The database in question is astonishingly broad: Viacom asked for 12 terabytes of logs (approximately 12,000 GB) that detail each instance in which someone pressed Play on a YouTube video, plus the YouTube username of the viewer who watched it, the date and time at which the user pressed Play, and the IP address of the viewer’s computer. The database covers videos seen both on YouTube as well as those embedded on other pages: If you’ve never visited YouTube but have clicked on a YouTube video from your daily newspaper’s Web site, you’re in the database.

Google objected to Viacom’s request on the grounds that producing the database would be expensive, time-consuming, and would invade YouTube users’ privacy. The judge — Louis Stanton of the Southern District of New York — Judge Stanton dismissed all Google’s arguments. The company’s “privacy concerns are speculative,” he wrote. (PDF here.)

Such pat reasoning should give you a general sense of the depth of bone-headedness in Stanton’s ruling. As Kurt Opsahl of the Electronic Frontier Foundation points out, the Robert Bork-inspired Video Privacy Protection Act applies not just to video cassettes but to “audio visual material” in general. Clearly it should apply here, and clearly, millions of YouTube users ought to have been given a chance to fight this invasion of our privacy.

But the real villain here isn’t Judge Stanton — it’s Viacom. I’ve previously raked the company over the coals for suing, rather than enjoying the fruits of, YouTube’s success (for instance last year, when it sacrificed potentially millions in ad dollars by pulling down the popular MTV clip of Britney Spears’ poor performance at the Video Music Awards).

But now Viacom’s sinking lower: Not content to fight just Google, the company looks to be manning the deck against us all. Sure, Judge Stanton might call this “speculative,” but think on it a bit: If Viacom’s willing to take on Google, what qualms will it have in suing you or me, recording industry-style, now that it knows what we did on YouTube? (Update: Viacom says it can’t use this data to sue you.)

All’s not lost. Google might manage to reverse this decision on appeal, and Viacom, gauging the outrage, could decide to withdraw or limit its request.

But our real hope here is legislative or regulatory action. Indeed, optimistic sorts might see a silver lining here.

As privacy scholar Jeffrey Rosen has written, “The politics of privacy tends to be largely reactive, fired by heartstring-tugging anecdotes that capture the public imagination.” Just as the airing of Robert Bork’s video history was the kick-start Congress needed to fix a clear privacy hole born out of then-new technology, this ruling might backfire on copyright holders, pushing lawmakers, finally, to curb the privacy-invading reach of copyright fights.

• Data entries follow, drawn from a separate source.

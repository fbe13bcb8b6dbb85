//! HTTP服务器生命周期管理

use super::{
    middleware::{create_middleware_stack, request_logger},
    routes::create_router,
    AppState,
};
use crate::commands::cli::ServeArgs;
use axum::middleware;
use std::net::SocketAddr;
use taskmgr_core::api::{AppContext, CliError};
use tokio::signal;
use tracing::info;
use uuid::Uuid;

/// HTTP服务器配置
#[derive(Debug, Clone)]
pub struct ServerConfig {
    pub host: String,
    pub port: u16,
}

impl ServerConfig {
    /// CLI flags win over the config file.
    pub fn resolve(args: &ServeArgs, ctx: &AppContext) -> Self {
        let config = &ctx.cfg().http_server;
        Self {
            host: args.host.clone().unwrap_or_else(|| config.host.clone()),
            port: args.port.unwrap_or(config.port),
        }
    }
}

/// 处理 serve 命令
pub async fn handle_serve(args: ServeArgs, ctx: &AppContext) -> Result<(), CliError> {
    let session_id = Uuid::new_v4().to_string();
    let config = ServerConfig::resolve(&args, ctx);

    let tasks = ctx.build_task_service().await?;
    info!(
        store = tasks.store_name(),
        timeout_secs = tasks.executor().timeout().as_secs(),
        "task service ready"
    );

    let state = AppState::new(session_id, tasks);

    start_server_with_config(config, state)
        .await
        .map_err(|e: Box<dyn std::error::Error + Send + Sync>| CliError::Server(e.to_string()))
}

/// 使用自定义配置启动HTTP服务器
pub async fn start_server_with_config(
    config: ServerConfig,
    state: AppState,
) -> Result<(), Box<dyn std::error::Error + Send + Sync>> {
    info!(
        "Starting HTTP server on {}:{} (session: {})",
        config.host, config.port, state.session_id
    );

    let execution_timeout = state.tasks.executor().timeout();
    let app = create_router(state.clone())
        .layer(middleware::from_fn_with_state(state.clone(), request_logger))
        .layer(create_middleware_stack(execution_timeout));

    let addr: SocketAddr = format!("{}:{}", config.host, config.port).parse()?;
    let listener = tokio::net::TcpListener::bind(&addr).await?;
    info!("HTTP server listening on http://{}", addr);

    axum::serve(listener, app)
        .with_graceful_shutdown(async move {
            tokio::select! {
                _ = signal::ctrl_c() => {
                    info!("Received Ctrl+C signal");
                }
                _ = wait_for_sigterm() => {
                    info!("Received SIGTERM signal");
                }
            }

            info!("Starting graceful shutdown...");
        })
        .await?;

    if let Ok(stats) = state.stats.read() {
        info!(
            requests_total = stats.requests_total,
            errors_total = stats.errors_total,
            uptime_secs = stats.uptime_seconds(),
            "Server shutdown complete"
        );
    }

    Ok(())
}

/// 等待 SIGTERM 信号（Unix系统）
#[cfg(unix)]
async fn wait_for_sigterm() {
    use tokio::signal::unix::{signal, SignalKind};

    match signal(SignalKind::terminate()) {
        Ok(mut sigterm) => {
            sigterm.recv().await;
        }
        Err(e) => {
            tracing::warn!("Failed to setup SIGTERM handler: {}", e);
            std::future::pending::<()>().await
        }
    }
}

/// Windows 系统不支持 SIGTERM，使用空操作
#[cfg(not(unix))]
async fn wait_for_sigterm() {
    std::future::pending::<()>().await
}
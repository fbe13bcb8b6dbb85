use std::sync::Arc;

use anyhow::Result;
use taskmgr_core::api::{AppConfig, StoreProvider, TaskStore};

use crate::store::{FileTaskStore, MemoryTaskStore};

pub async fn build_store(cfg: &AppConfig) -> Result<Arc<dyn TaskStore>> {
    match cfg.store.provider {
        StoreProvider::Memory => Ok(Arc::new(MemoryTaskStore::new())),
        StoreProvider::File => {
            let path = cfg.store.path.trim();
            if path.is_empty() {
                anyhow::bail!("store.path is required for the file provider");
            }
            Ok(Arc::new(FileTaskStore::open(path).await?))
        }
    }
}

#[cfg(test)]
mod tests {
    use super::*;

    #[tokio::test]
    async fn test_default_config_builds_memory_store() {
        let store = build_store(&AppConfig::default()).await.unwrap();
        assert_eq!(store.name(), "memory");
    }

    #[tokio::test]
    async fn test_file_provider_needs_a_path() {
        let mut cfg = AppConfig::default();
        cfg.store.provider = StoreProvider::File;
        assert!(build_store(&cfg).await.is_err());

        let dir = tempfile::tempdir().unwrap();
        cfg.store.path = dir.path().join("tasks.json").to_string_lossy().to_string();
        let store = build_store(&cfg).await.unwrap();
        assert_eq!(store.name(), "file");
    }
}
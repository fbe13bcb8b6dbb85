//! Default configuration writer
use std::path::{Path, PathBuf};

use crate::commands::cli::InitArgs;
use taskmgr_core::api as core_api;

/// Handle init command
pub fn handle_init(args: InitArgs) -> Result<(), core_api::CliError> {
    let data_dir = core_api::get_taskmgr_data_dir()?;
    let provider = parse_provider(&args.store)?;

    match write_default_config(&data_dir, provider, args.force)? {
        Some(path) => {
            println!("Configuration written to: {}", path.display());
            println!("Start the API with: taskmgr serve");
        }
        None => {
            println!(
                "Configuration file already exists at: {}",
                data_dir.join("config.toml").display()
            );
            println!("Pass --force to overwrite it.");
        }
    }
    Ok(())
}

fn parse_provider(raw: &str) -> Result<core_api::StoreProvider, core_api::CliError> {
    match raw.trim().to_ascii_lowercase().as_str() {
        "memory" => Ok(core_api::StoreProvider::Memory),
        "file" => Ok(core_api::StoreProvider::File),
        other => Err(core_api::CliError::Command(format!(
            "Unknown store provider: {other}. Use 'memory' or 'file'."
        ))),
    }
}

/// Returns `None` when a config already exists and `force` is off.
fn write_default_config(
    data_dir: &Path,
    provider: core_api::StoreProvider,
    force: bool,
) -> Result<Option<PathBuf>, core_api::CliError> {
    let config_path = data_dir.join("config.toml");
    if config_path.exists() && !force {
        return Ok(None);
    }

    let mut cfg = core_api::AppConfig::default();
    cfg.store.provider = provider;
    if provider == core_api::StoreProvider::File {
        cfg.store.path = data_dir.join("tasks.json").to_string_lossy().to_string();
    }

    let content = toml::to_string_pretty(&cfg)
        .map_err(|e| core_api::CliError::Config(format!("Failed to render configuration: {e}")))?;

    std::fs::create_dir_all(data_dir).map_err(|e| {
        core_api::CliError::Command(format!("Failed to create taskmgr directory: {e}"))
    })?;
    std::fs::write(&config_path, content).map_err(|e| {
        core_api::CliError::Command(format!("Failed to write configuration: {e}"))
    })?;

    Ok(Some(config_path))
}
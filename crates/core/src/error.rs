//! Error types for nestrun
//!
//! This module defines the declaration-level and suite-level errors.
//! We use `thiserror` for automatic `Display` and `Error` trait implementations.
//!
//! Per-test causes live in [`crate::result::FailureCause`]; the errors here
//! describe problems with the structure of a declaration or of a whole run.

use thiserror::Error;

/// Problems found while walking a context declaration.
///
/// `DuplicateName`, `ReplayDivergence` and `NoProgress` are fatal for the
/// root context they occur in. `IsolationReenabled` only fails the subtree.
#[derive(Debug, Clone, PartialEq, Eq, Error)]
pub enum EngineError {
    /// Two siblings share a name
    #[error("duplicate name \"{name}\" in context \"{context}\"")]
    DuplicateName {
        /// The repeated name
        name: String,
        /// Name of the container that declared it twice
        context: String,
    },

    /// A context asked for isolation below a parent without isolation
    #[error("in a context without isolation it can not be turned on again (context \"{context}\")")]
    IsolationReenabled {
        /// Path of the offending context
        context: String,
    },

    /// Replaying a container declared a different sequence of names
    #[error("context \"{context}\" declared {actual:?} on replay but {expected:?} before")]
    ReplayDivergence {
        /// Path of the container
        context: String,
        /// Names declared the first time the body ran
        expected: Vec<String>,
        /// Names declared on the replay
        actual: Vec<String>,
    },

    /// A discovery pass reported unvisited contexts without processing anything
    #[error("root context \"{context}\" made no progress during a discovery pass")]
    NoProgress {
        /// Name of the root context
        context: String,
    },

    /// The single-test executor could not reach its target
    #[error("test \"{test}\" was not found when replaying its root context")]
    TestNotFound {
        /// Rendered path of the missing test
        test: String,
    },
}

/// Errors of a whole suite run.
#[derive(Debug, Error)]
pub enum SuiteError {
    /// A suite was constructed without context providers
    #[error("a suite needs at least one context provider")]
    EmptySuite,

    /// The global watchdog fired before every test finished
    #[error("watchdog expired after {timeout_ms}ms with {} unfinished tests", pending.len())]
    WatchdogExpired {
        /// Configured watchdog timeout
        timeout_ms: u64,
        /// Rendered descriptions of the tests that had not finished
        pending: Vec<String>,
    },
}
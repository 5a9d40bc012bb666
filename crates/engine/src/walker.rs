//! Tree walker
//!
//! One discovery pass runs the root body and every container body it can
//! reach. Each declared test or child context is either executed now,
//! scheduled through a replay of the root, deferred to the next pass or
//! skipped. The state here lives for all passes over one root context and
//! is only ever touched by the pass that is running.

use crate::dsl::{Container, ContextOptions, EnterContext, TestOptions, TestUnit, Walk};
use crate::execution::AfterSuiteFn;
use crate::replay::SingleTestExecutor;
use crate::resources::ResourceScope;
use crate::root::{RootContext, TestResults};
use crate::scheduler::{DeferredResult, TestScheduler};
use futures::future::BoxFuture;
use futures::FutureExt;
use indexmap::{IndexMap, IndexSet};
use nestrun_core::{
    Context, ContextPath, EngineError, ExecutionListener, FailureCause, SourceInfo, TestDescription,
    TestFilter, TestResult,
};
use std::collections::hash_map::Entry;
use std::collections::{HashMap, HashSet};
use std::sync::Arc;
use tracing::{debug, warn};

/// Name of the synthetic test that carries the failure of a context body.
pub const ERROR_IN_CONTEXT: &str = "error in context";

/// Discovery bookkeeping shared by all passes over one root context.
pub(crate) struct DiscoveryState {
    root: RootContext,
    scheduler: Arc<TestScheduler>,
    filter: Arc<dyn TestFilter>,
    only_tag: Option<String>,
    listener: Arc<dyn ExecutionListener>,
    verify_replay: bool,
    processed: HashSet<ContextPath>,
    investigated: HashSet<Arc<Context>>,
    declared: HashMap<Arc<Context>, Vec<String>>,
    contexts: IndexSet<Arc<Context>>,
    tests: IndexMap<TestDescription, DeferredResult>,
    /// Declaration position of every context and test, sorted on at the end
    context_positions: HashMap<Arc<Context>, Vec<usize>>,
    test_positions: HashMap<TestDescription, Vec<usize>>,
    pub(crate) after_suite: Vec<AfterSuiteFn>,
    /// Set on errors that fail the whole root; every later registration is a no-op
    pub(crate) fatal: Option<EngineError>,
    progressed: bool,
}

impl DiscoveryState {
    pub(crate) fn new(
        root: RootContext,
        scheduler: Arc<TestScheduler>,
        filter: Arc<dyn TestFilter>,
        only_tag: Option<String>,
        listener: Arc<dyn ExecutionListener>,
        verify_replay: bool,
    ) -> Self {
        Self {
            root,
            scheduler,
            filter,
            only_tag,
            listener,
            verify_replay,
            processed: HashSet::new(),
            investigated: HashSet::new(),
            declared: HashMap::new(),
            contexts: IndexSet::new(),
            tests: IndexMap::new(),
            context_positions: HashMap::new(),
            test_positions: HashMap::new(),
            after_suite: Vec::new(),
            fatal: None,
            progressed: false,
        }
    }

    // ========================================================================
    // Pass bookkeeping
    // ========================================================================

    pub(crate) fn begin_pass(&mut self) {
        self.progressed = false;
    }

    /// Whether the current pass processed at least one new path.
    pub(crate) fn made_progress(&self) -> bool {
        self.progressed
    }

    pub(crate) fn is_investigated(&self, context: &Arc<Context>) -> bool {
        self.investigated.contains(context)
    }

    pub(crate) fn mark_investigated(&mut self, context: &Arc<Context>) {
        self.investigated.insert(Arc::clone(context));
    }

    fn mark_processed(&mut self, path: ContextPath) -> bool {
        let inserted = self.processed.insert(path);
        self.progressed |= inserted;
        inserted
    }

    fn excluded_by_tag(&self, container: &Container, tags: &[String]) -> bool {
        match &self.only_tag {
            Some(tag) => !container.execute_all && !tags.contains(tag),
            None => false,
        }
    }

    // ========================================================================
    // Registration
    // ========================================================================

    /// Add a context to the discovered list, keeping first-discovery order.
    pub(crate) fn register_context(&mut self, context: &Arc<Context>, position: Vec<usize>) {
        if self.contexts.insert(Arc::clone(context)) {
            self.context_positions.insert(Arc::clone(context), position);
            debug!(target: "nestrun::walker", context = %context, "context discovered");
            self.listener.context_discovered(context);
        }
    }

    /// Record a test whose result is known without running anything.
    pub(crate) fn record_ready(&mut self, test: TestDescription, position: Vec<usize>, result: TestResult) {
        if self.tests.contains_key(&test) {
            return;
        }
        self.test_positions.insert(test.clone(), position);
        self.listener.test_discovered(&test);
        self.listener.test_finished(&test, &result);
        let deferred = DeferredResult::ready(test.clone(), result);
        self.tests.insert(test, deferred);
    }

    fn schedule(
        &mut self,
        test: TestDescription,
        position: Vec<usize>,
        unit: BoxFuture<'static, TestResult>,
        cleanup: Option<Arc<ResourceScope>>,
    ) {
        debug!(target: "nestrun::walker", test = %test, "test scheduled");
        self.test_positions.insert(test.clone(), position);
        self.listener.test_discovered(&test);
        let deferred = self.scheduler.schedule(test.clone(), unit, cleanup);
        self.tests.insert(test, deferred);
    }

    /// Register `context` as failed with one synthetic failing test.
    pub(crate) fn record_failed_context(
        &mut self,
        context: &Arc<Context>,
        path: ContextPath,
        position: Vec<usize>,
        source: SourceInfo,
        cause: FailureCause,
    ) {
        warn!(target: "nestrun::walker", context = %context, error = %cause, "context failed");
        self.register_context(context, position.clone());
        self.mark_processed(path);
        let test = TestDescription::new(context, ERROR_IN_CONTEXT, Some(source));
        self.record_ready(test, position, TestResult::failure(cause));
    }

    /// Compare the names a container declared with its first completed run.
    pub(crate) fn verify_declared(&mut self, context: &Arc<Context>, names: Vec<String>) {
        if !self.verify_replay {
            return;
        }
        match self.declared.entry(Arc::clone(context)) {
            Entry::Vacant(entry) => {
                entry.insert(names);
            }
            Entry::Occupied(entry) => {
                if *entry.get() != names {
                    self.fatal.get_or_insert(EngineError::ReplayDivergence {
                        context: context.string_path(),
                        expected: entry.get().clone(),
                        actual: names,
                    });
                }
            }
        }
    }

    // ========================================================================
    // Visiting
    // ========================================================================

    pub(crate) fn visit_test(
        &mut self,
        container: &mut Container,
        name: String,
        options: TestOptions,
        source: SourceInfo,
        unit: TestUnit<'_>,
    ) {
        if self.excluded_by_tag(container, &options.tags) {
            return;
        }
        let path = ContextPath::new(&container.context, name);
        if !self.filter.should_run(&path) || !self.mark_processed(path.clone()) {
            return;
        }
        let test = TestDescription::new(&container.context, path.name.clone(), Some(source));
        let position = container.declaration_position();
        if let Some(reason) = options.ignored {
            self.record_ready(test, position, TestResult::Skipped { reason });
            return;
        }

        let isolation = container.context.isolation();
        if !container.ran_a_test || !isolation {
            container.ran_a_test = true;
            let cleanup = isolation.then(|| Arc::clone(&container.scope));
            let unit = unit(test.clone(), Arc::clone(&container.scope), isolation);
            self.schedule(test, position, unit, cleanup);
        } else {
            let scope = Arc::new(ResourceScope::new());
            let replay = SingleTestExecutor::with_scope(&self.root, path, Arc::clone(&scope));
            self.schedule(test, position, replay.execute().boxed(), Some(scope));
        }
    }

    pub(crate) fn visit_pending(&mut self, container: &Container, name: String, source: SourceInfo) {
        let path = ContextPath::new(&container.context, name);
        if !self.filter.should_run(&path) || !self.mark_processed(path.clone()) {
            return;
        }
        let test = TestDescription::new(&container.context, path.name, Some(source));
        self.record_ready(test, container.declaration_position(), TestResult::Pending);
    }

    pub(crate) fn visit_context<E: EnterContext>(
        &mut self,
        container: &mut Container,
        name: String,
        options: ContextOptions,
        source: SourceInfo,
        child: E,
    ) {
        if self.excluded_by_tag(container, &options.tags) {
            return;
        }
        let path = ContextPath::new(&container.context, name);
        if !self.filter.should_run(&path) || self.processed.contains(&path) {
            return;
        }
        let parent_isolation = container.context.isolation();
        if parent_isolation && container.ran_a_test {
            // reached again from the root in a later pass
            container.contexts_left = true;
            return;
        }

        let position = container.declaration_position();
        let isolation = parent_isolation && options.isolation != Some(false);
        let context = Context::child(&container.context, path.name.clone(), Some(source), isolation);
        if options.isolation == Some(true) && !parent_isolation {
            let error = EngineError::IsolationReenabled {
                context: context.string_path(),
            };
            self.record_failed_context(&context, path, position, source, error.into());
            return;
        }

        self.register_context(&context, position.clone());
        if let Some(reason) = options.ignored {
            self.mark_processed(path);
            let test = TestDescription::new(&context, format!("context ignored because {}", reason), Some(source));
            self.record_ready(test, position, TestResult::Skipped { reason });
            return;
        }

        let mut inner = Container::new(
            Arc::clone(&context),
            Arc::clone(&container.scope),
            container.execute_all || self.only_tag.is_some(),
            self.is_investigated(&context),
        );
        inner.position = position.clone();
        let (outcome, inner) = child.enter(Walk::Discover(&mut *self), inner);
        if self.fatal.is_some() {
            return;
        }
        if let Err(cause) = outcome {
            self.record_failed_context(&context, path, position, source, cause);
            container.ran_a_test = true;
            return;
        }

        self.verify_declared(&context, inner.declared);
        self.mark_investigated(&context);
        if inner.contexts_left {
            container.contexts_left = true;
        } else {
            self.mark_processed(path);
        }
        if inner.ran_a_test {
            container.ran_a_test = true;
        }
    }

    // ========================================================================
    // Completion
    // ========================================================================

    /// Cancel every test scheduled for this root.
    pub(crate) fn abort_all(&self) {
        for deferred in self.tests.values() {
            deferred.abort();
        }
    }

    pub(crate) fn test_count(&self) -> usize {
        self.tests.len()
    }

    /// Results in declaration order.
    ///
    /// Passes reach tests declared after a deferred sibling context before
    /// the tests inside it, so the maps are sorted by declaration position.
    pub(crate) fn into_results(mut self, scopes: Vec<Arc<ResourceScope>>) -> TestResults {
        let context_positions = &self.context_positions;
        self.contexts
            .sort_by(|a, b| context_positions.get(a).cmp(&context_positions.get(b)));
        let test_positions = &self.test_positions;
        self.tests
            .sort_by(|a, _, b, _| test_positions.get(a).cmp(&test_positions.get(b)));
        TestResults {
            contexts: self.contexts.into_iter().collect(),
            tests: self.tests,
            after_suite: self.after_suite,
            scopes,
        }
    }
}
//! Outcomes of user code
//!
//! Context bodies, test bodies, closers and callbacks may return `()` or a
//! `Result`. Panics are caught and turned into [`FailureCause::Panic`], the
//! same way a panicking background task is isolated from its worker.

use futures::FutureExt;
use nestrun_core::FailureCause;
use std::any::Any;
use std::future::Future;
use std::panic::{catch_unwind, AssertUnwindSafe};

/// Return types accepted from user code.
pub trait IntoOutcome {
    /// Convert into a plain `anyhow` result.
    fn into_outcome(self) -> anyhow::Result<()>;
}

impl IntoOutcome for () {
    fn into_outcome(self) -> anyhow::Result<()> {
        Ok(())
    }
}

impl<E> IntoOutcome for Result<(), E>
where
    E: Into<anyhow::Error>,
{
    fn into_outcome(self) -> anyhow::Result<()> {
        self.map_err(Into::into)
    }
}

/// Extract a readable message from a panic payload.
pub(crate) fn panic_message(payload: &(dyn Any + Send)) -> String {
    if let Some(message) = payload.downcast_ref::<&str>() {
        (*message).to_string()
    } else if let Some(message) = payload.downcast_ref::<String>() {
        message.clone()
    } else {
        "(non-string panic)".to_string()
    }
}

/// Run synchronous user code, catching errors and panics.
pub(crate) fn catch_body<R, F>(body: F) -> Result<(), FailureCause>
where
    F: FnOnce() -> R,
    R: IntoOutcome,
{
    match catch_unwind(AssertUnwindSafe(body)) {
        Ok(outcome) => outcome.into_outcome().map_err(FailureCause::from),
        Err(payload) => Err(FailureCause::Panic(panic_message(payload.as_ref()))),
    }
}

/// Await user code, catching errors and panics.
pub(crate) async fn catch_future<R, Fut>(future: Fut) -> Result<(), FailureCause>
where
    Fut: Future<Output = R>,
    R: IntoOutcome,
{
    match AssertUnwindSafe(future).catch_unwind().await {
        Ok(outcome) => outcome.into_outcome().map_err(FailureCause::from),
        Err(payload) => Err(FailureCause::Panic(panic_message(payload.as_ref()))),
    }
}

What we watch on YouTube is every bit as personal as what one rents from a store like Potomac Video. Indeed, it might be more private, and more salacious — imagine the fun you’d have if you were looking for unsavory data about a future Supreme Court nominee in 12 terabytes of YouTube logs!

In his floor speech in favor of the Video Privacy Protection Act, Vermont Sen. Pat Leahy argued that new database technologies capable of tracking private behavior called for new privacy regulations. That was two decades ago — and it remains true, still.

——

Update: A representative for Viacom e-mailed me to say that I’m overreacting. “We have no ability (and absolutely no desire) to use this data to sue end-users,” he argued, pointing out that all discovery documents in the case are bound by this confidentiality agreement.

Under this agreement, no one at Viacom will get to see these YouTube logs — only Viacom’s outside lawyers and experts, as well as court personnel, will have access to the data. The agreement also restricts the data to this case alone, which would seem to prevent the company from using the logs to sue users individually.

Michael Fricklas, Viacom’s counsel, told the New York Times, “I can unequivocally state that we will not use any of this information to enforce rights against end users.” He added that the company is looking into ways to “anonymize” the logs “to enhance the security of information that will be produced.”